▶ [Description of the task]:
Nothing but the lines from the one with "let time = Utc.with_ymd_and_hms(2024, 1, 1, 12, i" through the last line of the data should be restated, each word for word.

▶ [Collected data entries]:

________________

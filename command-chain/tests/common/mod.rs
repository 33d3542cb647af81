//! Shared fakes for command-chain integration tests: a client that records every call and an
//! in-memory history store.

#![allow(dead_code)]

use std::path::{Path, PathBuf};
use std::sync::Mutex;

use async_trait::async_trait;
use chrono::{TimeZone, Utc};
use sbot_core::{ChatClient, Event, Result, SbotError};
use storage::{HistoryQuery, HistoryStore, MessageRecord, StorageError};

#[derive(Debug, Clone, PartialEq, Eq)]
pub enum Call {
    ChannelId(String),
    DmId(String),
    Send {
        text: String,
        destination: String,
    },
    Delete {
        channel: String,
        user: String,
        ts: String,
    },
    React {
        emoji: String,
        channel: Option<String>,
        ts: Option<String>,
    },
    Upload {
        file: PathBuf,
        channel: Option<String>,
        user: Option<String>,
    },
}

/// Records calls in order. Lookups answer `CID-<name>` and `DM-<user>`.
#[derive(Default)]
pub struct RecordingClient {
    calls: Mutex<Vec<Call>>,
    pub fail_upload: bool,
    pub fail_delete: bool,
}

impl RecordingClient {
    pub fn new() -> Self {
        Self::default()
    }

    pub fn failing_upload() -> Self {
        Self {
            fail_upload: true,
            ..Self::default()
        }
    }

    pub fn failing_delete() -> Self {
        Self {
            fail_delete: true,
            ..Self::default()
        }
    }

    pub fn calls(&self) -> Vec<Call> {
        self.calls.lock().unwrap().clone()
    }

    pub fn sent(&self) -> Vec<(String, String)> {
        self.calls()
            .into_iter()
            .filter_map(|c| match c {
                Call::Send { text, destination } => Some((text, destination)),
                _ => None,
            })
            .collect()
    }

    fn record(&self, call: Call) {
        self.calls.lock().unwrap().push(call);
    }
}

#[async_trait]
impl ChatClient for RecordingClient {
    async fn channel_id(&self, channel: &str) -> Result<String> {
        self.record(Call::ChannelId(channel.to_string()));
        Ok(format!("CID-{}", channel))
    }

    async fn dm_id(&self, user: &str) -> Result<String> {
        self.record(Call::DmId(user.to_string()));
        Ok(format!("DM-{}", user))
    }

    async fn send(&self, text: &str, destination: &str) -> Result<()> {
        self.record(Call::Send {
            text: text.to_string(),
            destination: destination.to_string(),
        });
        Ok(())
    }

    async fn delete_message(&self, channel: &str, user: &str, ts: &str) -> Result<()> {
        if self.fail_delete {
            return Err(SbotError::Client("message_not_found".to_string()));
        }
        self.record(Call::Delete {
            channel: channel.to_string(),
            user: user.to_string(),
            ts: ts.to_string(),
        });
        Ok(())
    }

    async fn react(&self, emoji: &str, event: &Event) -> Result<()> {
        self.record(Call::React {
            emoji: emoji.to_string(),
            channel: event.channel.clone(),
            ts: event.ts.clone(),
        });
        Ok(())
    }

    async fn upload_file(
        &self,
        file_name: &Path,
        channel: Option<&str>,
        user: Option<&str>,
    ) -> Result<()> {
        if self.fail_upload {
            return Err(SbotError::Client("upload failed".to_string()));
        }
        self.record(Call::Upload {
            file: file_name.to_path_buf(),
            channel: channel.map(str::to_string),
            user: user.map(str::to_string),
        });
        Ok(())
    }
}

/// History store over a fixed list of rows, filtered the way the SQLite store filters.
pub struct MemoryStore {
    rows: Vec<MessageRecord>,
    pub fail: bool,
}

impl MemoryStore {
    pub fn new(rows: Vec<MessageRecord>) -> Self {
        Self { rows, fail: false }
    }

    pub fn failing() -> Self {
        Self {
            rows: Vec::new(),
            fail: true,
        }
    }
}

#[async_trait]
impl HistoryStore for MemoryStore {
    async fn query(
        &self,
        query: &HistoryQuery,
    ) -> std::result::Result<Vec<MessageRecord>, StorageError> {
        if self.fail {
            return Err(StorageError::Database("connection closed".to_string()));
        }
        Ok(self
            .rows
            .iter()
            .filter(|r| query.channel.as_deref().map_or(true, |c| r.channel == c))
            .filter(|r| query.user.as_deref().map_or(true, |u| r.user == u))
            .cloned()
            .collect())
    }
}

/// Five rows over channels C1/C2 and users U1/U2, one minute apart.
pub fn sample_rows() -> Vec<MessageRecord> {
    [
        ("C1", "U1", "first"),
        ("C2", "U1", "second"),
        ("C1", "U2", "third"),
        ("C2", "U2", "fourth"),
        ("C1", "U1", "fifth"),
    ]
    .iter()
    .enumerate()
    .map(|(i, (channel, user, text))| {
        let time = Utc.with_ymd_and_hms(2024, 1, 1, 12, i as u32, 0).unwrap();
        MessageRecord::at(channel.to_string(), user.to_string(), text.to_string(), time)
    })
    .collect()
}

pub fn sample_event() -> Event {
    Event::new("C1", "U1", "1700000000.000100").with_text("hello bot")
}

________________

▶ [Answer to this problem]:
        let time = Utc.with_ymd_and_hms(2024, 1, 1, 12, i as u32, 0).unwrap();
        MessageRecord::at(channel.to_string(), user.to_string(), text.to_string(), time)
    })
    .collect()
}

pub fn sample_event() -> Event {
    Event::new("C1", "U1", "1700000000.000100").with_text("hello bot")
}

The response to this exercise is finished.